Aquello sucedió el cuatro de julio y 500
con él fueron asesinados otros tres, sin haber tenido tiempo para disparar un solo tiro, uno de ellos era hermano del señor Gaudin, doctor de la Sorbona, natural de la Turena.
La razón por la que los grandes han hecho esto ha sido la envidia, pues al ver a aquel hombre tan gentil y tan apuesto y que no solamente se veía honrado y apreciado por los franceses, sino incluso por los negros, y que sabía poner todas las cosas en orden, creyeron que con él quedaría más asegurado y firme el fortín de los franceses.
Hoy he bautizado a una familia de cuatro personas y he casado al padre y a la madre.

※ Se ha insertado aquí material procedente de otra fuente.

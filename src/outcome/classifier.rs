//! Heuristic classification of sign-in responses.
//!
//! The forum's attendance endpoint answers with JSON on the happy path, but
//! anti-bot layers substitute HTML block pages, login redirects, and other
//! garbage. Everything here is pure: (status, content-type, body) in, a
//! definite verdict or a "not JSON, try harder" marker out, so the whole
//! grammar can be table-tested against recorded responses.

/// Slang the site uses for its reward item; its presence in a message is a
/// success signal on its own.
const REWARD_SLANG: &str = "鸡腿";
/// "already completed today's sign-in"
const ALREADY_SIGNED_PHRASE: &str = "已完成签到";
/// Success phrases seen in raw (non-JSON) bodies.
const TEXT_SUCCESS_MARKERS: [&str; 4] = [REWARD_SLANG, "签到成功", "签到完成", "success"];
/// Markers of a login/registration page served instead of the API.
const LOGIN_PAGE_MARKERS: [&str; 3] = ["登录", "注册", "你好啊，陌生人"];

const SNIPPET_CHARS: usize = 400;
const MESSAGE_CHARS: usize = 80;

/// Definite verdict for one sign-in response.
#[derive(Debug, Clone, PartialEq)]
pub struct Classification {
    pub success: bool,
    pub already_signed: bool,
    pub message: String,
    pub gain: Option<i64>,
    pub current: Option<i64>,
}

impl Classification {
    pub fn success(message: impl Into<String>) -> Self {
        Self {
            success: true,
            already_signed: false,
            message: message.into(),
            gain: None,
            current: None,
        }
    }

    pub fn already_signed(message: impl Into<String>) -> Self {
        Self {
            success: true,
            already_signed: true,
            message: message.into(),
            gain: None,
            current: None,
        }
    }

    pub fn failure(message: impl Into<String>) -> Self {
        Self {
            success: false,
            already_signed: false,
            message: message.into(),
            gain: None,
            current: None,
        }
    }
}

/// Classifier output: either a verdict, or a marker that the body was not
/// JSON (with a diagnostics snippet) so the caller can run the warm-up
/// fallback before falling back to [`classify_text`].
#[derive(Debug, Clone, PartialEq)]
pub enum Classified {
    Verdict(Classification),
    NonJson { snippet: String },
}

/// First-pass classification of the raw sign-in response.
// The content-type is advisory only; servers behind a challenge layer have
// been seen labelling HTML as JSON and vice versa, so the parse attempt
// decides.
pub fn classify(status: u16, _content_type: &str, body: &[u8]) -> Classified {
    match serde_json::from_slice::<serde_json::Value>(body) {
        Ok(value) => Classified::Verdict(classify_json(&value, status)),
        Err(_) => Classified::NonJson {
            snippet: truncate_chars(&String::from_utf8_lossy(body), SNIPPET_CHARS),
        },
    }
}

/// Classification grammar for a parsed JSON body. First match wins.
pub fn classify_json(value: &serde_json::Value, status: u16) -> Classification {
    let message = value
        .get("message")
        .and_then(|m| m.as_str())
        .unwrap_or_default();

    if value.get("success").and_then(|s| s.as_bool()) == Some(true) {
        let mut verdict = Classification::success(message);
        if let Some(gain) = value.get("gain").and_then(|g| g.as_i64()).filter(|g| *g > 0) {
            verdict.gain = Some(gain);
            verdict.current = value.get("current").and_then(|c| c.as_i64());
        }
        return verdict;
    }

    if message.contains(REWARD_SLANG) {
        return Classification::success(message);
    }

    if message.contains(ALREADY_SIGNED_PHRASE) {
        return Classification::already_signed(message);
    }

    if message == "USER NOT FOUND" || value.get("status").and_then(|s| s.as_i64()) == Some(404) {
        return Classification::failure("cookie invalid or expired, please refresh it");
    }

    if message.contains("签到") && (message.contains("成功") || message.contains("完成")) {
        return Classification::success(message);
    }

    if message.is_empty() {
        Classification::failure(format!("unknown response: {status}"))
    } else {
        Classification::failure(message)
    }
}

/// Last-resort substring classification over a raw text body, used when the
/// warm-up fallback also failed to produce JSON.
pub fn classify_text(text: &str, status: u16) -> Classification {
    if TEXT_SUCCESS_MARKERS.iter().any(|m| text.contains(m)) {
        return Classification::success(truncate_chars(text, MESSAGE_CHARS));
    }

    if text.contains(ALREADY_SIGNED_PHRASE) {
        return Classification::already_signed(truncate_chars(text, MESSAGE_CHARS));
    }

    if text.contains("Cannot GET /api/attendance") {
        return Classification::failure(
            "server rejected GET, POST required; possibly blocked by firewall",
        );
    }

    if LOGIN_PAGE_MARKERS.iter().any(|m| text.contains(m)) {
        return Classification::failure("not logged in or cookie expired (login page returned)");
    }

    Classification::failure(format!("non-JSON response ({status})"))
}

/// Char-safe truncation; bodies are routinely Chinese text, so byte slicing
/// would panic mid-codepoint.
fn truncate_chars(text: &str, limit: usize) -> String {
    text.chars().take(limit).collect()
}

Dian Mananghe, que es un gran Roandria y del que he bautizado a los dos hijos mayores, después de haberle aconsejado que se bautizase con todos los de su familia, así como a su padre y a su madre, que son reyes como él, no han puesto mala cara y me preguntan muchas veces si es verdad que los que se bautizan van al cielo y que los que no quieren bautizarse van al infierno, y me preguntan otras muchas cosas en detalle.
Me ha dejado aquí a su hijo más pequeño, dándome permiso para que lo bautice.
Esto es mucho para uno de los grandes.
Si se bautizase, pronto vendrían otros.
El abuelo, que tiene cerca de los cien años, a pesar de lo cual se encuentra bien y es muy prudente, me preguntó si bautizaba a los viejos y si no les hacía daño; cuando contesté a sus preguntas, me dijo que le parecía bien y que lo pensaría.
Pero le dije que en adelante dejase de creer en los olis y que creyera solamente en Dios, que desease el bautismo y que invocase a Dios siempre que tuviera algún temor.
El hijo mayor de Dian Mananghe, que se llama Dian Masse y que se ha bautizado, es uno de los más valientes del país y es muy inteligente.
Tiene muy buen carácter y reza todos los días a Dios delante de sus hombres.
Le he dicho que instruya a su mujer y a sus gentes, y me lo ha prometido.
Mañana se marchan para volver a su país.
Esto es todo cuanto puedo decirle por la presente, suplicándole que haga rezar a Dios por la conversión de estas pobres gentes y por la mía en particular, ya que soy, mi venerado padre, su muy humilde y obediente hijo y servidor.